As disputas pela liderança do ANC e o manto de Zuma, que ainda se poderá recandidatar na eleição pelo Parlamento em 2014, têm deixado por definir questões fundamentais, como a eventual nacionalização do sector mineiro, e propiciado abusos, violências e actos de corrupção que desde 2008 já levaram à demissão de dois responsáveis nacionais da polícia.

A actual "Comissária Nacional" Mangwashi Phiyega, em funções desde Junho, é uma empresária ligada ao ANC que, após se ter revelado incapaz de pôr cobro à violência em Marikana, tem defendido a acção das forças policiais em risco de vida.

Uma crise insustentável

As três empresas -- "Anglo American Platinum", "Impala Platinum" e "Lonmin" – que exploram o sector e asseguram cerca de 75% da produção mundial enfrentam tempos difíceis.

Os preços da platina caíram 20% desde Fevereiro devido, sobretudo, à crise económica na União Europeia.

A platina, além do tradicional uso na joalharia, é requerida para a indústria automóvel (em catalisadores de motores a diesel, pilhas de combustível para veículos eléctricos e híbridos) e de computadores.

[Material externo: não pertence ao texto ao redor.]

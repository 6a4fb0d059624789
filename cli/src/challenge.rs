// This file is part of sirc, a host-side harness for submitting jobs to SIRC FPGA accelerators.
//
// Copyright 2025 Canonical Ltd.
//
// SPDX-License-Identifier: GPL-3.0-only
//
// sirc is free software: you can redistribute it and/or modify it under the terms of the GNU General Public License version 3, as published by the Free Software Foundation.
//
// sirc is distributed in the hope that it will be useful, but WITHOUT ANY WARRANTY; without even the implied warranties of MERCHANTABILITY, SATISFACTORY QUALITY, or FITNESS FOR A PARTICULAR PURPOSE.  See the GNU General Public License for more details.
//
// You should have received a copy of the GNU General Public License along with this program.  If not, see http://www.gnu.org/licenses/.

//! The PUF challenge job.
//!
//! The reference bitstream is an arbiter PUF. It takes:
//! - Param register 0 - Operand A
//! - Param register 1 - Operand B
//! - Input buffer - 128 configuration bits, 64 for the top delay line and 64 for the bottom one
//! - Output - 16-bit response
//!
//! The challenge below is the one the bitstream was characterised with.

use sirc::job::{JobRequest, ParamRegister};

/// Configuration bytes of the top delay line.
pub const CONFIG_TOP: [u8; 8] = [0, 2, 0, 0, 0, 0, 0, 0];
/// Configuration bytes of the bottom delay line.
pub const CONFIG_BOTTOM: [u8; 8] = [0, 0, 0, 0, 0, 0, 255, 255];

pub const OPERAND_A: u32 = 0xffff_ffff;
pub const OPERAND_B: u32 = 0x0000_0000;

/// Input bytes written per job.
pub const WRITE_OPERATIONS: u32 = 16;
/// Response bytes read back per job.
pub const RESPONSE_BYTES: usize = 2;

pub fn puf_request() -> JobRequest {
    let mut payload = Vec::with_capacity(CONFIG_TOP.len() + CONFIG_BOTTOM.len());
    payload.extend_from_slice(&CONFIG_TOP);
    payload.extend_from_slice(&CONFIG_BOTTOM);
    JobRequest {
        params: vec![
            ParamRegister {
                index: 0,
                value: OPERAND_A,
            },
            ParamRegister {
                index: 1,
                value: OPERAND_B,
            },
        ],
        payload,
        operation_count: WRITE_OPERATIONS,
        result_count: RESPONSE_BYTES,
    }
}

fn join(bytes: &[u8]) -> String {
    bytes
        .iter()
        .map(|b| b.to_string())
        .collect::<Vec<_>>()
        .join(", ")
}

/// Human readable dump of the challenge configuration.
pub fn configuration_message() -> String {
    format!(
        "Configuration for TOP line:    {}\n\
         Configuration for BOTTOM line: {}",
        join(&CONFIG_TOP),
        join(&CONFIG_BOTTOM)
    )
}

/// Human readable dump of the response bytes.
pub fn response_message(results: &[u8]) -> String {
    format!("The responses are : {}", join(results))
}
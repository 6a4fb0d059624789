// This file is part of sirc, a host-side harness for submitting jobs to SIRC FPGA accelerators.
//
// Copyright 2025 Canonical Ltd.
//
// SPDX-License-Identifier: GPL-3.0-only
//
// sirc is free software: you can redistribute it and/or modify it under the terms of the GNU General Public License version 3, as published by the Free Software Foundation.
//
// sirc is distributed in the hope that it will be useful, but WITHOUT ANY WARRANTY; without even the implied warranties of MERCHANTABILITY, SATISFACTORY QUALITY, or FITNESS FOR A PARTICULAR PURPOSE.  See the GNU General Public License for more details.
//
// You should have received a copy of the GNU General Public License along with this program.  If not, see http://www.gnu.org/licenses/.

//! Device identity resolution.
//!
//! A SIRC accelerator is addressed by the 6-byte hardware (MAC) address of its Ethernet
//! endpoint. Users type that address as delimited hex; this module turns it into a
//! [`DeviceIdentifier`] and supplies the default identifier when none is given.
//!
//! # Examples
//!
//! ```rust
//! use sirc::identity::DeviceIdentifier;
//!
//! let id: DeviceIdentifier = "00:0a:35:01:02:03".parse().unwrap();
//! assert_eq!(id.bytes(), [0x00, 0x0a, 0x35, 0x01, 0x02, 0x03]);
//!
//! let fallback = DeviceIdentifier::resolve(None).unwrap();
//! assert_eq!(fallback, DeviceIdentifier::default());
//! ```

use crate::config;
use crate::error::ParseError;
use log::trace;
use std::fmt;
use std::str::FromStr;

/// Number of bytes in a hardware address.
pub const IDENTIFIER_BYTES: usize = 6;

/// Fixed-length hardware address of an accelerator.
#[derive(Debug, Clone, Copy, PartialEq, Eq, Hash)]
pub struct DeviceIdentifier([u8; IDENTIFIER_BYTES]);

impl DeviceIdentifier {
    pub const fn new(bytes: [u8; IDENTIFIER_BYTES]) -> Self {
        DeviceIdentifier(bytes)
    }

    pub fn bytes(&self) -> [u8; IDENTIFIER_BYTES] {
        self.0
    }

    /// Parse `text` if the caller supplied one, otherwise fall back to
    /// [`config::DEFAULT_FPGA_ID`].
    ///
    /// # Returns: `Result<DeviceIdentifier, ParseError>`
    /// * `Ok(DeviceIdentifier)` - Parsed or default identifier
    /// * `Err(ParseError)` - `text` was given but is not a 6-byte hex address
    pub fn resolve(text: Option<&str>) -> Result<Self, ParseError> {
        match text {
            Some(t) => t.parse(),
            None => {
                trace!("No hardware address given, using default");
                Ok(DeviceIdentifier::default())
            }
        }
    }
}

impl Default for DeviceIdentifier {
    fn default() -> Self {
        DeviceIdentifier(config::DEFAULT_FPGA_ID)
    }
}

impl FromStr for DeviceIdentifier {
    type Err = ParseError;

    /// Parse `XX:XX:XX:XX:XX:XX` or `XX-XX-XX-XX-XX-XX`. Groups may be one or two hex digits.
    fn from_str(s: &str) -> Result<Self, Self::Err> {
        let groups: Vec<&str> = s.trim().split([':', '-']).collect();
        let mut bytes = Vec::with_capacity(groups.len());
        for group in groups {
            if group.is_empty() || group.len() > 2 {
                return Err(ParseError::InvalidHexGroup(group.to_string()));
            }
            let byte = u8::from_str_radix(group, 16)
                .map_err(|_| ParseError::InvalidHexGroup(group.to_string()))?;
            bytes.push(byte);
        }

        let found = bytes.len();
        let bytes: [u8; IDENTIFIER_BYTES] = bytes
            .try_into()
            .map_err(|_| ParseError::InvalidIdentifierLength { found })?;
        Ok(DeviceIdentifier(bytes))
    }
}

impl fmt::Display for DeviceIdentifier {
    fn fmt(&self, f: &mut fmt::Formatter<'_>) -> fmt::Result {
        let [a, b, c, d, e, g] = self.0;
        write!(f, "{a:02x}:{b:02x}:{c:02x}:{d:02x}:{e:02x}:{g:02x}")
    }
}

O aumento dos custos laborais, apesar dos baixos salários pagos na África do Sul, o irregular e caro fornecimento de electricidade, contam-se entre factores que têm vindo a baixar a rentabilidade da indústria.

Nenhum governo sul-africano poderá, contudo, aceitar despedimentos em massa nas minas de platina, nem em outros ramos da mineração que representa 60% das exportações, numa altura em que as previsões de crescimento económico em 2012 se quedam pelos 2,7%, taxa notoriamente insuficiente para reduzir um desemprego que, oficialmente, se cifra em 25%.

Os mineiros e polícias que mataram e morreram em Marikana, tal como os poderes do capital e da política, entram para o rol de vítimas, celerados e gente estupefacta e desorientada pela desigualdade e a brutalidade que nunca cessou de atormentar a África do Sul.